Constructed at the Lester Associates workshop in Westchester, New York, the Panorama contains 273 separate sections, many of which are four-by-ten-foot rectangular panels. They are composed of Formica flakeboard topped with urethane foam slabs from which the typography was carved. Lester Associates’ staff consulted geological survey maps, aerial photographs, and books of City insurance maps, to accurately render the City’s streets, highways, parks, and buildings. Once the Panorama’s modules were completed at Lester Associates’ workshop, they were assembled on site in the New York City Building. It took more than 100 workers, three years to complete the model.
Built on a sale of 1:1,200 (1 inch equals 100 feet), the Panorama occupies 9.335 square feet and accurately replicates New York City including all 320 square miles of its five boroughs and 771 miles of shoreline, as well as the built environment. It includes miniature cars, boats, and an airplane landing and taking off at LaGuardia Airport.
The majority of the City’s buildings are presented by standardized model units made from wood and acrylic. Of more than 895,000 individual structures, 25,000 are custom-made to approximate landmarks such as skyscrapers, large factories, colleges, museums, and major churches. The amount of detail possible on most buildings is limited; at a scale of 1 inch to 100 feet, the model of the Empire State Building measures only 15 inches. The most accurate structures on the Panorama are its 35 major bridges, which are finely made of brass and shaped by a chemical milling process.

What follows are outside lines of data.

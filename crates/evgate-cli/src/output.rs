use anyhow::Result;
use evgate_types::Envelope;
use is_terminal::IsTerminal;
use owo_colors::OwoColorize;
use std::path::Path;

use crate::types::OutputFormat;

/// Print one envelope for one event source.
///
/// `json` emits a single compact line per event for piping; `plain` prefixes
/// a status line (colored when stdout is a terminal) and pretty-prints.
pub fn print_envelope(source: &Path, envelope: &Envelope, format: OutputFormat) -> Result<()> {
    match format {
        OutputFormat::Json => {
            println!("{}", serde_json::to_string(envelope)?);
        }
        OutputFormat::Plain => {
            println!("{} {}", status_label(envelope), source.display());
            println!("{}", serde_json::to_string_pretty(envelope)?);
        }
    }
    Ok(())
}

fn status_label(envelope: &Envelope) -> String {
    let color = std::io::stdout().is_terminal();
    match (envelope.is_ok(), color) {
        (true, true) => "ok".green().to_string(),
        (true, false) => "ok".to_string(),
        (false, true) => "error".red().to_string(),
        (false, false) => "error".to_string(),
    }
}
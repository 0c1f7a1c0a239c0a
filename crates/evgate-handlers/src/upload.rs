use evgate_types::{Envelope, NormalizedRecord, UploadRecord};
use serde_json::{Map, Value};

use crate::fields::{FieldReader, is_email};

/// Validate and normalize a FILE_UPLOAD event.
///
/// Requires `uploader_email` (valid syntax) and `size_bytes` (non-negative
/// integer). Normalization assigns a storage class from the size and
/// lowercases the uploader email.
pub fn handle(event: &Map<String, Value>) -> Envelope {
    let mut fields = FieldReader::new(event);

    let uploader_email = match fields.string("uploader_email") {
        Some(value) if is_email(value) => Some(value),
        Some(_) => {
            fields.reject("invalid uploader email");
            None
        }
        None => None,
    };

    let size_bytes = match fields.integer("size_bytes") {
        Some(value) if value >= 0 => Some(value as u64),
        Some(_) => {
            fields.reject("size_bytes must be non-negative");
            None
        }
        None => None,
    };

    let errors = fields.finish();
    match (uploader_email, size_bytes) {
        (Some(uploader_email), Some(size_bytes)) if errors.is_empty() => Envelope::ok(
            "file uploaded",
            NormalizedRecord::Upload(UploadRecord::new(uploader_email, size_bytes)),
        ),
        _ => Envelope::error("validation failed", errors),
    }
}

#[cfg(test)]
mod tests {
    use super::*;
    use evgate_types::{Status, StorageClass};
    use serde_json::json;

    fn upload(value: Value) -> Envelope {
        handle(value.as_object().unwrap())
    }

    fn upload_record(envelope: Envelope) -> UploadRecord {
        match envelope.data {
            NormalizedRecord::Upload(record) => record,
            other => panic!("expected upload record, got {other:?}"),
        }
    }

    #[test]
    fn test_valid_upload() {
        let envelope = upload(json!({ "uploader_email": "Ops@Example.com", "size_bytes": 2048 }));
        assert_eq!(envelope.status, Status::Ok);
        assert_eq!(envelope.message, "file uploaded");
        let record = upload_record(envelope);
        assert_eq!(record.uploader_email, "ops@example.com");
        assert_eq!(record.size_bytes, 2048);
        assert_eq!(record.storage_class, StorageClass::Standard);
        assert_eq!(record.status, "uploaded");
    }

    #[test]
    fn test_storage_class_boundaries() {
        let cases = [
            (1_048_575_u64, StorageClass::Standard),
            (1_048_576, StorageClass::StandardIa),
            (52_428_799, StorageClass::StandardIa),
            (52_428_800, StorageClass::Glacier),
        ];
        for (size, expected) in cases {
            let record = upload_record(upload(
                json!({ "uploader_email": "a@b.co", "size_bytes": size }),
            ));
            assert_eq!(record.storage_class, expected, "size {size}");
        }
    }

    #[test]
    fn test_zero_bytes_is_a_valid_standard_upload() {
        let record = upload_record(upload(json!({ "uploader_email": "a@b.co", "size_bytes": 0 })));
        assert_eq!(record.storage_class, StorageClass::Standard);
    }

    #[test]
    fn test_negative_size_is_rejected() {
        let envelope = upload(json!({ "uploader_email": "a@b.co", "size_bytes": -1 }));
        assert_eq!(envelope.status, Status::Error);
        assert_eq!(envelope.errors, vec!["size_bytes must be non-negative"]);
    }

    #[test]
    fn test_fractional_size_is_a_type_violation() {
        let envelope = upload(json!({ "uploader_email": "a@b.co", "size_bytes": 10.5 }));
        assert_eq!(envelope.errors, vec!["size_bytes must be an integer"]);
    }

    #[test]
    fn test_violations_accumulate() {
        let envelope = upload(json!({ "uploader_email": "not-an-email", "size_bytes": -7 }));
        assert_eq!(
            envelope.errors,
            vec!["invalid uploader email", "size_bytes must be non-negative"]
        );
    }
}
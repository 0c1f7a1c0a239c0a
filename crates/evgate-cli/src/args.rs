use clap::{Parser, Subcommand};
use std::path::PathBuf;

use crate::types::OutputFormat;

#[derive(Parser)]
#[command(name = "evgate")]
#[command(about = "Simulate a serverless event handler over local JSON files", long_about = None)]
#[command(version)]
pub struct Cli {
    #[arg(long, default_value = "plain", global = true)]
    pub format: OutputFormat,

    #[command(subcommand)]
    pub command: Commands,
}

#[derive(Subcommand)]
pub enum Commands {
    #[command(about = "Handle a single JSON event file")]
    Run {
        #[arg(value_name = "FILE")]
        file: PathBuf,
    },

    #[command(about = "Handle every .json event file under a directory")]
    Batch {
        #[arg(value_name = "DIR")]
        dir: PathBuf,
    },

    #[command(about = "Write sample event files to experiment with")]
    Sample {
        #[arg(value_name = "DIR", default_value = "events")]
        dir: PathBuf,
    },
}
use anyhow::{Context, Result};
use serde_json::{Value, json};
use std::fs;
use std::path::Path;

/// Sample events covering all three kinds, valid and invalid, plus the
/// unknown-type case.
fn sample_events() -> Vec<(&'static str, Value)> {
    vec![
        (
            "signup_ok.json",
            json!({ "type": "USER_SIGNUP", "email": "Ada@Example.com", "plan": "pro" }),
        ),
        (
            "signup_bad_email.json",
            json!({ "type": "USER_SIGNUP", "email": "bad-email", "plan": "free" }),
        ),
        (
            "payment_ok.json",
            json!({ "type": "PAYMENT", "amount": 100, "currency": "USD" }),
        ),
        (
            "payment_rejected.json",
            json!({ "type": "PAYMENT", "amount": -5, "currency": "XRP" }),
        ),
        (
            "upload_standard.json",
            json!({ "type": "FILE_UPLOAD", "uploader_email": "ops@example.com", "size_bytes": 2048 }),
        ),
        (
            "upload_glacier.json",
            json!({ "type": "FILE_UPLOAD", "uploader_email": "ops@example.com", "size_bytes": 52_428_800_u64 }),
        ),
        (
            "unknown_type.json",
            json!({ "type": "DELETE_USER", "user_id": 7 }),
        ),
    ]
}

pub fn handle(dir: &Path) -> Result<()> {
    fs::create_dir_all(dir)
        .with_context(|| format!("failed to create sample directory: {}", dir.display()))?;

    let events = sample_events();
    for (name, event) in &events {
        let path = dir.join(name);
        let contents = serde_json::to_string_pretty(event)?;
        fs::write(&path, contents)
            .with_context(|| format!("failed to write sample event: {}", path.display()))?;
    }

    println!("wrote {} sample event(s) to {}", events.len(), dir.display());
    Ok(())
}
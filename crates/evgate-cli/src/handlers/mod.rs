pub mod batch;
pub mod run;
pub mod sample;
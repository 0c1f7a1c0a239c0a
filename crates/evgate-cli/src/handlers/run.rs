use anyhow::{Context, Result};
use evgate_types::Envelope;
use serde_json::Value;
use std::fs;
use std::path::Path;

use crate::output;
use crate::types::OutputFormat;

pub fn handle(file: &Path, format: OutputFormat) -> Result<()> {
    let envelope = process(file)?;
    output::print_envelope(file, &envelope, format)
}

/// Read and parse one event file, then dispatch it.
///
/// I/O and JSON syntax failures are CLI errors; everything past parsing
/// comes back as an envelope.
pub(crate) fn process(file: &Path) -> Result<Envelope> {
    let raw = fs::read_to_string(file)
        .with_context(|| format!("failed to read event file: {}", file.display()))?;
    let event: Value = serde_json::from_str(&raw)
        .with_context(|| format!("invalid JSON in event file: {}", file.display()))?;
    Ok(evgate_handlers::handle(&event))
}
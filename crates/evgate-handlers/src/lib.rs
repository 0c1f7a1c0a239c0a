// NOTE: evgate handler architecture
//
// Why envelopes instead of Result?
// - Every outcome of handling an event, including malformed input, is a
//   well-formed response the caller can serialize. A Rust-level error here
//   would force the runner to invent an envelope of its own; instead the
//   dispatcher is total over arbitrary JSON values and never panics.
//
// Why fail-accumulate (not fail-fast)?
// - A rejected event reports every violated rule at once, so a caller can
//   fix a payload in one round trip. Each field check appends to the error
//   list and validation keeps going.

// Field extraction with error accumulation
mod fields;

// Per-kind validators/normalizers
pub mod payment;
pub mod signup;
pub mod upload;

// Event type dispatch
pub mod dispatch;

pub use dispatch::handle;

The model is color coded to indicate various types of land use. The dark green areas are parks. Parkways are also edged in dark green. Mint green sections are related to transportation including train and bus terminals. The pink rectangles that dot the City show the locations of recreational areas including playgrounds and tennis and basketball courts. Clusters of red buildings are indicative of publicly subsidized housing.
Red, blue, green, yellow, and white colored lights were installed on the surface of the Panorama in 1964 to identify structures housing City agencies relating to protection, education, health, recreation, commerce, welfare, and transportation. Overhead lights have been designed to run in a dawn to dusk cycle, and the nighttime effect is enhanced by ultraviolet paint, illuminated by blacklight.
In 1992, the City began a renovation of the Queens Museum of Art and the Panorama. Using their original techniques, Lester Associates updated the Panorama with 60,000 changes. In the current instalation, designed by Rafael Viñoly Architects, visitors follow the course of the original “helicopter” ride on an ascending ramp that enables them to experience the Panorama of the City of New York from Multiple Perspectives.